In the 1990’s MTV decided to commence the crime against humanity by launching the MTV Movie Awards. Now, at this point in history, Music Television had absolutely ZERO to do with movies. Yet, MTV was getting into producing piles of crap such as “Varsity Blues” and “Joe’s Apartment”, and they needed a bigger vehicle to show the world their brand of bullshit was coming to the big screen.

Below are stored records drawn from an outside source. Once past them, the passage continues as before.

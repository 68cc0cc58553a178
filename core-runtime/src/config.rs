//! # Core Configuration Module
//!
//! Builder-based configuration for the audiobook core.
//!
//! ## Overview
//!
//! [`CoreConfig`] holds the host bridges the DRM pipeline needs plus the DRM
//! settings themselves. [`CoreConfigBuilder::build`] validates everything up
//! front so misconfiguration surfaces at startup rather than during the first
//! license check.
//!
//! ## Required Dependencies
//!
//! - `SecureStore` - profile secrets for license-token signing
//! - `HttpClient` - license-status requests
//!
//! With the `desktop-shims` feature, `KeyringSecureStore` and
//! `ReqwestHttpClient` are injected when not provided.
//!
//! ## Optional Dependencies
//!
//! - `Clock` - rights window evaluation (default: `SystemClock`)
//! - `EventBus` - mirrors DRM and playback notifications
//!
//! ## Usage
//!
//! ```ignore
//! use core_runtime::config::{CoreConfig, DrmSettings, SecretPolicy};
//! use std::sync::Arc;
//!
//! let config = CoreConfig::builder()
//!     .http_client(Arc::new(MyHttpClient))
//!     .secure_store(Arc::new(MySecureStore))
//!     .drm(DrmSettings::default().with_profile_id("default"))
//!     .build()?;
//! ```
//!
//! ## Error Handling
//!
//! ```should_panic
//! use core_runtime::config::{CoreConfig, DrmSettings};
//!
//! // An empty issuer can never produce a verifiable token.
//! let config = CoreConfig::builder()
//!     .drm(DrmSettings::default().with_issuer(""))
//!     .build()
//!     .expect("Should fail - invalid DRM settings");
//! ```

use crate::error::{Error, Result};
use crate::events::EventBus;
use bridge_traits::{Clock, HttpClient, SecureStore, SystemClock};
use serde::{Deserialize, Serialize};
use std::sync::Arc;

/// Issuer claim placed in license-check tokens unless overridden.
pub const DEFAULT_TOKEN_ISSUER: &str = "https://librarysimplified.org/products/SimplyE";

/// License `status` values that allow playback unless overridden.
pub const DEFAULT_ACCEPTED_LICENSE_STATUSES: &[&str] = &["ready", "active"];

/// Behaviour when a profile's signing secret cannot be resolved.
#[derive(Debug, Clone, Copy, PartialEq, Eq, Default, Serialize, Deserialize)]
#[serde(rename_all = "snake_case")]
pub enum SecretPolicy {
    /// Log the failure and sign with an empty key.
    #[default]
    EmptyKeyFallback,
    /// Refuse to sign.
    Strict,
}

/// DRM pipeline settings.
#[derive(Debug, Clone, PartialEq, Eq, Serialize, Deserialize)]
pub struct DrmSettings {
    /// `iss` claim of license-check tokens
    pub issuer: String,
    /// License `status` values treated as active
    pub accepted_license_statuses: Vec<String>,
    pub secret_policy: SecretPolicy,
    /// Profile whose secret signs license-check requests. Requests go out
    /// unsigned when unset.
    pub profile_id: Option<String>,
}

impl Default for DrmSettings {
    fn default() -> Self {
        Self {
            issuer: DEFAULT_TOKEN_ISSUER.to_string(),
            accepted_license_statuses: DEFAULT_ACCEPTED_LICENSE_STATUSES
                .iter()
                .map(|s| s.to_string())
                .collect(),
            secret_policy: SecretPolicy::default(),
            profile_id: None,
        }
    }
}

impl DrmSettings {
    pub fn with_issuer(mut self, issuer: impl Into<String>) -> Self {
        self.issuer = issuer.into();
        self
    }

    pub fn with_accepted_statuses<I, S>(mut self, statuses: I) -> Self
    where
        I: IntoIterator<Item = S>,
        S: Into<String>,
    {
        self.accepted_license_statuses = statuses.into_iter().map(Into::into).collect();
        self
    }

    pub fn with_secret_policy(mut self, policy: SecretPolicy) -> Self {
        self.secret_policy = policy;
        self
    }

    pub fn with_profile_id(mut self, profile_id: impl Into<String>) -> Self {
        self.profile_id = Some(profile_id.into());
        self
    }

    pub fn validate(&self) -> Result<()> {
        if self.issuer.trim().is_empty() {
            return Err(Error::Config("DRM token issuer cannot be empty".to_string()));
        }

        if self.accepted_license_statuses.is_empty() {
            return Err(Error::Config(
                "At least one accepted license status is required".to_string(),
            ));
        }

        if self
            .accepted_license_statuses
            .iter()
            .any(|s| s.trim().is_empty())
        {
            return Err(Error::Config(
                "Accepted license statuses cannot contain empty values".to_string(),
            ));
        }

        if matches!(&self.profile_id, Some(id) if id.trim().is_empty()) {
            return Err(Error::Config(
                "DRM profile id cannot be empty when set".to_string(),
            ));
        }

        Ok(())
    }
}

/// Core configuration. Construct with [`CoreConfig::builder`].
#[derive(Clone)]
pub struct CoreConfig {
    pub http_client: Arc<dyn HttpClient>,
    pub secure_store: Arc<dyn SecureStore>,
    pub clock: Arc<dyn Clock>,
    pub event_bus: Option<EventBus>,
    pub drm: DrmSettings,
}

impl std::fmt::Debug for CoreConfig {
    fn fmt(&self, f: &mut std::fmt::Formatter<'_>) -> std::fmt::Result {
        f.debug_struct("CoreConfig")
            .field("http_client", &"HttpClient { ... }")
            .field("secure_store", &"SecureStore { ... }")
            .field("clock", &self.clock.now())
            .field("event_bus", &self.event_bus)
            .field("drm", &self.drm)
            .finish()
    }
}

impl CoreConfig {
    pub fn builder() -> CoreConfigBuilder {
        CoreConfigBuilder::default()
    }

    pub fn validate(&self) -> Result<()> {
        self.drm.validate()
    }
}

#[cfg(not(feature = "desktop-shims"))]
fn provide_default_secure_store() -> Result<Arc<dyn SecureStore>> {
    Err(Error::CapabilityMissing {
        capability: "SecureStore".to_string(),
        message: "SecureStore implementation is required for DRM profile secrets. \
                 Desktop: enable the 'desktop-shims' feature to use KeyringSecureStore. \
                 Mobile: inject Keychain/Keystore-backed storage."
            .to_string(),
    })
}

#[cfg(feature = "desktop-shims")]
fn provide_default_secure_store() -> Result<Arc<dyn SecureStore>> {
    let store: Arc<dyn SecureStore> = Arc::new(bridge_desktop::KeyringSecureStore::new());
    Ok(store)
}

#[cfg(not(feature = "desktop-shims"))]
fn provide_default_http_client() -> Result<Arc<dyn HttpClient>> {
    Err(Error::CapabilityMissing {
        capability: "HttpClient".to_string(),
        message: "HttpClient implementation is required for license status checks. \
                 Desktop: enable the 'desktop-shims' feature to use ReqwestHttpClient. \
                 Mobile: inject the platform URL session."
            .to_string(),
    })
}

#[cfg(feature = "desktop-shims")]
fn provide_default_http_client() -> Result<Arc<dyn HttpClient>> {
    let client = bridge_desktop::ReqwestHttpClient::try_with_timeout(
        std::time::Duration::from_secs(30),
    )
    .map_err(Error::BridgeSetup)?;

    let client: Arc<dyn HttpClient> = Arc::new(client);
    Ok(client)
}

/// Builder for [`CoreConfig`].
#[derive(Default)]
pub struct CoreConfigBuilder {
    http_client: Option<Arc<dyn HttpClient>>,
    secure_store: Option<Arc<dyn SecureStore>>,
    clock: Option<Arc<dyn Clock>>,
    event_bus: Option<EventBus>,
    drm: Option<DrmSettings>,
}

impl CoreConfigBuilder {
    pub fn http_client(mut self, client: Arc<dyn HttpClient>) -> Self {
        self.http_client = Some(client);
        self
    }

    pub fn secure_store(mut self, store: Arc<dyn SecureStore>) -> Self {
        self.secure_store = Some(store);
        self
    }

    /// Clock used for rights window checks.
    pub fn clock(mut self, clock: Arc<dyn Clock>) -> Self {
        self.clock = Some(clock);
        self
    }

    /// Bus on which DRM and playback notifications are mirrored.
    pub fn event_bus(mut self, bus: EventBus) -> Self {
        self.event_bus = Some(bus);
        self
    }

    pub fn drm(mut self, settings: DrmSettings) -> Self {
        self.drm = Some(settings);
        self
    }

    /// Validate and assemble the configuration.
    ///
    /// DRM settings are checked before any default bridge is created.
    pub fn build(self) -> Result<CoreConfig> {
        let drm = self.drm.unwrap_or_default();
        drm.validate()?;

        let secure_store = match self.secure_store {
            Some(store) => store,
            None => provide_default_secure_store()?,
        };

        let http_client = match self.http_client {
            Some(client) => client,
            None => provide_default_http_client()?,
        };

        let config = CoreConfig {
            http_client,
            secure_store,
            clock: self.clock.unwrap_or_else(|| Arc::new(SystemClock)),
            event_bus: self.event_bus,
            drm,
        };

        config.validate()?;
        Ok(config)
    }
}

#[cfg(test)]
mod tests {
    use super::*;
    use async_trait::async_trait;
    use bridge_traits::{BridgeError, FixedClock, HttpRequest, HttpResponse};
    use chrono::{TimeZone, Utc};

    struct NullSecureStore;

    #[async_trait]
    impl SecureStore for NullSecureStore {
        async fn set_secret(&self, _key: &str, _value: &[u8]) -> std::result::Result<(), BridgeError> {
            Ok(())
        }

        async fn get_secret(&self, _key: &str) -> std::result::Result<Option<Vec<u8>>, BridgeError> {
            Ok(None)
        }

        async fn delete_secret(&self, _key: &str) -> std::result::Result<(), BridgeError> {
            Ok(())
        }
    }

    struct NullHttpClient;

    #[async_trait]
    impl HttpClient for NullHttpClient {
        async fn execute(
            &self,
            _request: HttpRequest,
        ) -> std::result::Result<HttpResponse, BridgeError> {
            Ok(HttpResponse::new(204, Vec::new()))
        }
    }

    fn complete_builder() -> CoreConfigBuilder {
        CoreConfig::builder()
            .http_client(Arc::new(NullHttpClient))
            .secure_store(Arc::new(NullSecureStore))
    }

    #[test]
    fn test_build_with_injected_bridges() {
        let config = complete_builder().build().unwrap();
        assert_eq!(config.drm, DrmSettings::default());
        assert!(config.event_bus.is_none());
        assert!(config.clock.unix_timestamp() > 0);
    }

    #[test]
    fn test_drm_settings_defaults() {
        let settings = DrmSettings::default();
        assert_eq!(settings.issuer, DEFAULT_TOKEN_ISSUER);
        assert_eq!(settings.accepted_license_statuses, vec!["ready", "active"]);
        assert_eq!(settings.secret_policy, SecretPolicy::EmptyKeyFallback);
        assert!(settings.profile_id.is_none());
    }

    #[test]
    fn test_builder_keeps_custom_clock_and_bus() {
        let instant = Utc.with_ymd_and_hms(2030, 1, 1, 0, 0, 0).unwrap();
        let config = complete_builder()
            .clock(Arc::new(FixedClock(instant)))
            .event_bus(EventBus::new(8))
            .build()
            .unwrap();

        assert_eq!(config.clock.now(), instant);
        assert!(config.event_bus.is_some());
    }

    #[test]
    fn test_rejects_empty_issuer() {
        let result = complete_builder()
            .drm(DrmSettings::default().with_issuer("  "))
            .build();
        assert!(matches!(result, Err(Error::Config(_))));
    }

    #[test]
    fn test_rejects_empty_accepted_statuses() {
        let result = complete_builder()
            .drm(DrmSettings::default().with_accepted_statuses(Vec::<String>::new()))
            .build();
        assert!(matches!(result, Err(Error::Config(_))));
    }

    #[test]
    fn test_rejects_blank_profile_id() {
        let result = complete_builder()
            .drm(DrmSettings::default().with_profile_id(""))
            .build();
        assert!(matches!(result, Err(Error::Config(_))));
    }

    #[test]
    fn test_custom_drm_settings() {
        let config = complete_builder()
            .drm(
                DrmSettings::default()
                    .with_issuer("https://reader.example.org")
                    .with_accepted_statuses(["ready"])
                    .with_secret_policy(SecretPolicy::Strict)
                    .with_profile_id("default"),
            )
            .build()
            .unwrap();

        assert_eq!(config.drm.issuer, "https://reader.example.org");
        assert_eq!(config.drm.accepted_license_statuses, vec!["ready"]);
        assert_eq!(config.drm.secret_policy, SecretPolicy::Strict);
        assert_eq!(config.drm.profile_id.as_deref(), Some("default"));
    }

    #[cfg(not(feature = "desktop-shims"))]
    #[test]
    fn test_builder_requires_secure_store() {
        let result = CoreConfig::builder()
            .http_client(Arc::new(NullHttpClient))
            .build();

        match result {
            Err(Error::CapabilityMissing { capability, .. }) => {
                assert_eq!(capability, "SecureStore")
            }
            other => panic!("expected missing SecureStore, got {:?}", other),
        }
    }

    #[cfg(not(feature = "desktop-shims"))]
    #[test]
    fn test_builder_requires_http_client() {
        let result = CoreConfig::builder()
            .secure_store(Arc::new(NullSecureStore))
            .build();

        match result {
            Err(Error::CapabilityMissing { capability, .. }) => {
                assert_eq!(capability, "HttpClient")
            }
            other => panic!("expected missing HttpClient, got {:?}", other),
        }
    }

    #[cfg(feature = "desktop-shims")]
    #[test]
    fn test_build_with_desktop_defaults() {
        let config = CoreConfig::builder().build().unwrap();
        assert!(config.drm.validate().is_ok());
    }

    #[test]
    fn test_secret_policy_serde() {
        let json = serde_json::to_string(&SecretPolicy::EmptyKeyFallback).unwrap();
        assert_eq!(json, "\"empty_key_fallback\"");
        let policy: SecretPolicy = serde_json::from_str("\"strict\"").unwrap();
        assert_eq!(policy, SecretPolicy::Strict);
    }

    #[test]
    fn test_config_is_cloneable() {
        let config = complete_builder().build().unwrap();
        let cloned = config.clone();
        assert_eq!(cloned.drm, config.drm);
        assert!(format!("{:?}", cloned).contains("CoreConfig"));
    }
}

The MTV Movie Awards has always been marketed as some hipster asshole parade trying to show younger and younger generations how hip with current events they are. Take this year, for instance. Such a noble category as “Best Villain” (wow, what troglodyte came up with that award), is littered with actors from films that almost nobody saw, i.e, “Hellboy 2” and “Prom Night” and…oh yes, the now immortalized Heath Ledger. You know, just in case an award show mistakenly forgot to exploit someones death. Sure, I’ll bet Heath Ledger’s family will feel much better when he post-humanously wins a fake gold bucket of popcorn for playing a comic book psychopath.
All one really has to do is go back and look at MTV’s past award shows and view,(surprise, surprise) how many MTV Films movies came away with their own dorky trophies. This is all about promoting their own brand, peeps. They package it in a shiny wrapper that says in big, bold letters, YOU WANT TO BE COOL, LIKE US, DON’T YOU KIDS? CONFORM OR BE RIDICULED. Standard MTV behavior, really. Screw ’em. Bunch of paranoid old TV execs trying to prove they aren’t getting older by sucking the blood out of the young.
Go ahead and tune in, if you must. It’ll be a wonderful evening of propaganda aimed to tell you what to love, hate, think and speak. Don’t worry, I’m sure the assholes in suits behind the scenes, balding with their grey hair pulled back into a ponytail, won’t be laughing at the college-aged lemmings that make shit like “The Hills” popular. To them, young adults are currency. That’s alright, join in and watch the MTV Movie Awards…get used. Me? I’ll be looking for “Charmed” reruns. Out.